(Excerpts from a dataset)
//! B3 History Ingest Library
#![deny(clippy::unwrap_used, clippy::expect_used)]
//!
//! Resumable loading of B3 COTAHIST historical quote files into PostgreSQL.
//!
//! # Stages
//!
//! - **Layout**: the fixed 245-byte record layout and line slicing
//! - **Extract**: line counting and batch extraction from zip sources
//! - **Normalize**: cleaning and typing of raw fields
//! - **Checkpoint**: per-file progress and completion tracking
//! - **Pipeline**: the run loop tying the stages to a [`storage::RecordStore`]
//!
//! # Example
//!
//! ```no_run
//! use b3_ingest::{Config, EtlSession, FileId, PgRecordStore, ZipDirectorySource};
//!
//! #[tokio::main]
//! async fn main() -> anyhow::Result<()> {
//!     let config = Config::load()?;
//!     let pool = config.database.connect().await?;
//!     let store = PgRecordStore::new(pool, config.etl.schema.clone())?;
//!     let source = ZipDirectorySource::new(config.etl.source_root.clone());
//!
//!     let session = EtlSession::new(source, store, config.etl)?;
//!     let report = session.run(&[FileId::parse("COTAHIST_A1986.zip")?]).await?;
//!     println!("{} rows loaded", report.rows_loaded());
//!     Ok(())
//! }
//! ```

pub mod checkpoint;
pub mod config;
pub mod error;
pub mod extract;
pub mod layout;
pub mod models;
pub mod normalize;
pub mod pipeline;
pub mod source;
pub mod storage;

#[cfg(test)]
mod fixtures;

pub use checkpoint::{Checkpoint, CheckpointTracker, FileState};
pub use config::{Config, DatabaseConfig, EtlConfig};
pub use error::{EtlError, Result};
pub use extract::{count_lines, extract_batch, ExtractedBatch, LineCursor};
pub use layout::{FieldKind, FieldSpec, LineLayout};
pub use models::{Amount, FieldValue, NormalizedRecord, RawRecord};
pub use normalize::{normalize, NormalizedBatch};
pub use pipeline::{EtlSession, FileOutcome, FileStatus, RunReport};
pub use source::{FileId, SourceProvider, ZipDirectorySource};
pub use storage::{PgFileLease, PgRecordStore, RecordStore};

▶ **TASK DETAILS**: Where a line of the entries contains the word "models", copy that line.

▶ **EXERCISE SOLUTION**:
pub mod models;
pub use models::{Amount, FieldValue, NormalizedRecord, RawRecord};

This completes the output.